Une porte en bois grinça à leur entrée, ils pénétrèrent dans une pièce longue, basse de plafond, mais largement éclairée. Une grand bibliothèque recouvrait une partie du mur du fond, et les pierres humides étaient, elles, masquées par des tapisseries aux évocations mythologiques et anciennes.
Aucun d’eux, et surtout pas cet enfant dont le visage était recouvert d’une toile épaisse, ne s’étonnait de cet aménagement : table, chaises, bureau, lit à baldaquin... De quoi vivre ici sans jamais voir la lumière du jour. Sur un signe de tête silencieux, Baerig déposa son fardeau sur le lit aux draps soyeux, et vint rechercher l’enfant, le saisissant délicatement par le bras pour l’entraîner, à l’aveugle, dans une pièce adjacente par une porte dérobée. Le petit n’opposa aucune résistance, il semblait résigné... ou totalement éberlué encore par ce qu’il avait vu.

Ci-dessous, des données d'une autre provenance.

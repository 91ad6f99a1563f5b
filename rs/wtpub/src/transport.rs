use std::sync::Arc;
use std::sync::atomic::{AtomicU64, Ordering};

use bytes::Bytes;
use tokio::sync::{Notify, mpsc};

use crate::{Headers, StreamId};

/// Which end of the QUIC connection we are.
#[derive(Clone, Copy, Debug, PartialEq, Eq, Hash)]
pub enum Side {
	Client,
	Server,
}

/// The capabilities the session layer needs from the HTTP/3 engine.
///
/// Every call is non-blocking; the engine is expected to queue the work and flush it on [Transport::transmit].
pub trait Transport: Send + Sync + 'static {
	/// Send a HEADERS frame on a request stream.
	fn send_headers(&self, stream_id: StreamId, headers: Headers, end_stream: bool);

	/// Send a DATA frame on a request stream.
	fn send_data(&self, stream_id: StreamId, data: Bytes, end_stream: bool);

	/// Open a new unidirectional WebTransport stream for the given session.
	fn open_uni(&self, session_id: StreamId) -> StreamId;

	/// Write to a WebTransport stream previously returned by [Transport::open_uni].
	fn send_stream_data(&self, stream_id: StreamId, data: Bytes, end_stream: bool);

	/// Send an HTTP datagram for the given session.
	fn send_datagram(&self, session_id: StreamId, data: Bytes);

	/// Allocate the next bidirectional stream for a CONNECT request.
	fn next_request_id(&self) -> StreamId;

	/// Flush anything queued.
	fn transmit(&self);

	/// Issue a transport-level ping.
	fn ping(&self);
}

/// A unit of work queued by an [Outbox].
#[derive(Clone, Debug, PartialEq, Eq)]
pub enum Command {
	Headers {
		stream_id: StreamId,
		headers: Headers,
		end_stream: bool,
	},
	Data {
		stream_id: StreamId,
		data: Bytes,
		end_stream: bool,
	},
	OpenUni {
		session_id: StreamId,
		stream_id: StreamId,
	},
	StreamData {
		stream_id: StreamId,
		data: Bytes,
		end_stream: bool,
	},
	Datagram {
		session_id: StreamId,
		data: Bytes,
	},
	Transmit,
	Ping,
}

/// A [Transport] that records every call as a [Command] on a channel.
///
/// Stream ids follow QUIC numbering: the two low bits encode the initiator and directionality.
pub struct Outbox {
	side: Side,
	next_bi: AtomicU64,
	next_uni: AtomicU64,
	commands: mpsc::UnboundedSender<Command>,
}

impl Outbox {
	pub fn new(side: Side) -> (Self, mpsc::UnboundedReceiver<Command>) {
		let (commands, rx) = mpsc::unbounded_channel();
		let outbox = Self {
			side,
			next_bi: AtomicU64::new(0),
			next_uni: AtomicU64::new(0),
			commands,
		};
		(outbox, rx)
	}

	fn stream_id(&self, counter: &AtomicU64, uni: bool) -> StreamId {
		let index = counter.fetch_add(1, Ordering::Relaxed);
		let initiator = match self.side {
			Side::Client => 0,
			Side::Server => 1,
		};
		(index << 2) | ((uni as u64) << 1) | initiator
	}

	fn push(&self, command: Command) {
		// The receiver is gone when the driver has exited, in which case there is nobody to send to.
		let _ = self.commands.send(command);
	}
}

impl Transport for Outbox {
	fn send_headers(&self, stream_id: StreamId, headers: Headers, end_stream: bool) {
		self.push(Command::Headers {
			stream_id,
			headers,
			end_stream,
		});
	}

	fn send_data(&self, stream_id: StreamId, data: Bytes, end_stream: bool) {
		self.push(Command::Data {
			stream_id,
			data,
			end_stream,
		});
	}

	fn open_uni(&self, session_id: StreamId) -> StreamId {
		let stream_id = self.stream_id(&self.next_uni, true);
		self.push(Command::OpenUni { session_id, stream_id });
		stream_id
	}

	fn send_stream_data(&self, stream_id: StreamId, data: Bytes, end_stream: bool) {
		self.push(Command::StreamData {
			stream_id,
			data,
			end_stream,
		});
	}

	fn send_datagram(&self, session_id: StreamId, data: Bytes) {
		self.push(Command::Datagram { session_id, data });
	}

	fn next_request_id(&self) -> StreamId {
		self.stream_id(&self.next_bi, false)
	}

	fn transmit(&self) {
		self.push(Command::Transmit);
	}

	fn ping(&self) {
		self.push(Command::Ping);
	}
}

/// The transport handle shared by a connection and its sessions.
///
/// Every transmit counts as connection activity, which resets the client keepalive.
#[derive(Clone)]
pub(crate) struct Link {
	transport: Arc<dyn Transport>,
	activity: Arc<Notify>,
}

impl Link {
	pub fn new(transport: Arc<dyn Transport>) -> Self {
		Self {
			transport,
			activity: Default::default(),
		}
	}

	pub fn send_headers(&self, stream_id: StreamId, headers: Headers, end_stream: bool) {
		self.transport.send_headers(stream_id, headers, end_stream);
	}

	pub fn send_data(&self, stream_id: StreamId, data: Bytes, end_stream: bool) {
		self.transport.send_data(stream_id, data, end_stream);
	}

	pub fn open_uni(&self, session_id: StreamId) -> StreamId {
		self.transport.open_uni(session_id)
	}

	pub fn send_stream_data(&self, stream_id: StreamId, data: Bytes, end_stream: bool) {
		self.transport.send_stream_data(stream_id, data, end_stream);
	}

	pub fn send_datagram(&self, session_id: StreamId, data: Bytes) {
		self.transport.send_datagram(session_id, data);
	}

	pub fn next_request_id(&self) -> StreamId {
		self.transport.next_request_id()
	}

	pub fn transmit(&self) {
		self.transport.transmit();
		self.touch();
	}

	/// Ping without counting as activity, otherwise the keepalive would reset itself.
	pub fn ping(&self) {
		self.transport.ping();
		self.transport.transmit();
	}

	pub fn touch(&self) {
		self.activity.notify_one();
	}

	pub async fn active(&self) {
		self.activity.notified().await
	}
}

#[cfg(test)]
mod tests {
	use super::*;

	#[test]
	fn client_stream_ids() {
		let (outbox, _rx) = Outbox::new(Side::Client);
		assert_eq!(outbox.next_request_id(), 0);
		assert_eq!(outbox.next_request_id(), 4);
		assert_eq!(outbox.open_uni(0), 2);
		assert_eq!(outbox.open_uni(0), 6);
	}

	#[test]
	fn server_stream_ids() {
		let (outbox, mut rx) = Outbox::new(Side::Server);
		assert_eq!(outbox.open_uni(0), 3);
		assert_eq!(outbox.open_uni(4), 7);

		assert_eq!(
			rx.try_recv().unwrap(),
			Command::OpenUni {
				session_id: 0,
				stream_id: 3
			}
		);
		assert_eq!(
			rx.try_recv().unwrap(),
			Command::OpenUni {
				session_id: 4,
				stream_id: 7
			}
		);
	}

	#[test]
	fn commands_are_queued_in_order() {
		let (outbox, mut rx) = Outbox::new(Side::Server);
		outbox.send_datagram(0, Bytes::from_static(b"a"));
		outbox.transmit();
		outbox.ping();

		assert!(matches!(rx.try_recv().unwrap(), Command::Datagram { session_id: 0, .. }));
		assert_eq!(rx.try_recv().unwrap(), Command::Transmit);
		assert_eq!(rx.try_recv().unwrap(), Command::Ping);
		assert!(rx.try_recv().is_err());
	}
}
use bytes::Bytes;

/// A QUIC stream identifier, also used to identify a WebTransport session by its CONNECT stream.
pub type StreamId = u64;

/// A list of HTTP/3 header fields, pseudo-headers included.
pub type Headers = Vec<(String, String)>;

/// A discrete protocol event emitted by the HTTP/3 engine.
#[derive(Clone, Debug, PartialEq, Eq)]
pub enum Event {
	/// A HEADERS frame on a request stream.
	Headers {
		stream_id: StreamId,
		headers: Headers,
		stream_ended: bool,
	},

	/// A DATA frame on a request stream.
	Data {
		stream_id: StreamId,
		data: Bytes,
		stream_ended: bool,
	},

	/// An HTTP datagram associated with a session.
	Datagram { session_id: StreamId, data: Bytes },

	/// Bytes received on a WebTransport stream belonging to a session.
	StreamData {
		session_id: StreamId,
		stream_id: StreamId,
		data: Bytes,
		stream_ended: bool,
	},

	/// The QUIC connection is gone.
	Terminated { code: u64, reason: String },
}

/// The discriminant of an [Event], used for routing and logging.
#[derive(Clone, Copy, Debug, PartialEq, Eq, Hash)]
pub enum EventKind {
	Headers,
	Data,
	Datagram,
	StreamData,
	Terminated,
}

impl Event {
	pub fn kind(&self) -> EventKind {
		match self {
			Self::Headers { .. } => EventKind::Headers,
			Self::Data { .. } => EventKind::Data,
			Self::Datagram { .. } => EventKind::Datagram,
			Self::StreamData { .. } => EventKind::StreamData,
			Self::Terminated { .. } => EventKind::Terminated,
		}
	}

	/// The session this event belongs to, if any.
	///
	/// Request stream events are keyed by their own stream id, which is the session id.
	pub fn session_id(&self) -> Option<StreamId> {
		match self {
			Self::Headers { stream_id, .. } | Self::Data { stream_id, .. } => Some(*stream_id),
			Self::Datagram { session_id, .. } | Self::StreamData { session_id, .. } => Some(*session_id),
			Self::Terminated { .. } => None,
		}
	}
}

/// Returns the value of the first header with the given name.
pub fn header<'a>(headers: &'a Headers, name: &str) -> Option<&'a str> {
	headers
		.iter()
		.find(|(key, _)| key.eq_ignore_ascii_case(name))
		.map(|(_, value)| value.as_str())
}

#[cfg(test)]
mod tests {
	use super::*;

	#[test]
	fn session_id_routing() {
		let headers = Event::Headers {
			stream_id: 4,
			headers: vec![],
			stream_ended: false,
		};
		assert_eq!(headers.kind(), EventKind::Headers);
		assert_eq!(headers.session_id(), Some(4));

		let data = Event::StreamData {
			session_id: 0,
			stream_id: 7,
			data: Bytes::from_static(b"x"),
			stream_ended: true,
		};
		assert_eq!(data.kind(), EventKind::StreamData);
		assert_eq!(data.session_id(), Some(0));

		let terminated = Event::Terminated {
			code: 0,
			reason: "bye".into(),
		};
		assert_eq!(terminated.session_id(), None);
	}

	#[test]
	fn header_lookup_is_case_insensitive() {
		let headers = vec![(":status".to_string(), "200".to_string()), ("Server".to_string(), "x".to_string())];
		assert_eq!(header(&headers, ":status"), Some("200"));
		assert_eq!(header(&headers, "server"), Some("x"));
		assert_eq!(header(&headers, "date"), None);
	}
}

Mertens attendit que la tenture cesse tout mouvement pour s’avancer vers le lit et l’homme qui y gisait, gémissant. Au moment où il observait en silence ce visage que la vie quittait peu à peu, d’une pâleur fantomatique, une autre tapisserie se souleva, laissant apparaître l’Aîné du Conseil. Mertens fit un geste du menton, qui répondait à un regard de son Maître, sans qu’ils n’aient besoin de s’exprimer. Mais aussitôt, le mercenaire vit passer par le passage secret une silhouette gracile et noble. Asmerel Jaktarii... la femme de Cyrilis avait été informée du drame, c’était certain, elle traversa la pièce sans perdre de sa superbe malgré l’émotion lisible sur son visage.
- Non... non ! Lançait-elle en s’approchant, refusant la vérité. Mertens s’écarta pour la laisse au chevet de son mari, elle s’effondra dans le cou du mourant.
Que s’est-il passé ? Sanglotait-elle.
Riarg Karnimacii fit quelques pas, posa une main sur l’épaule de sa fille dans un mouvement parfaitement pesé. Resté droit, il échangea un regard avec son homme de main.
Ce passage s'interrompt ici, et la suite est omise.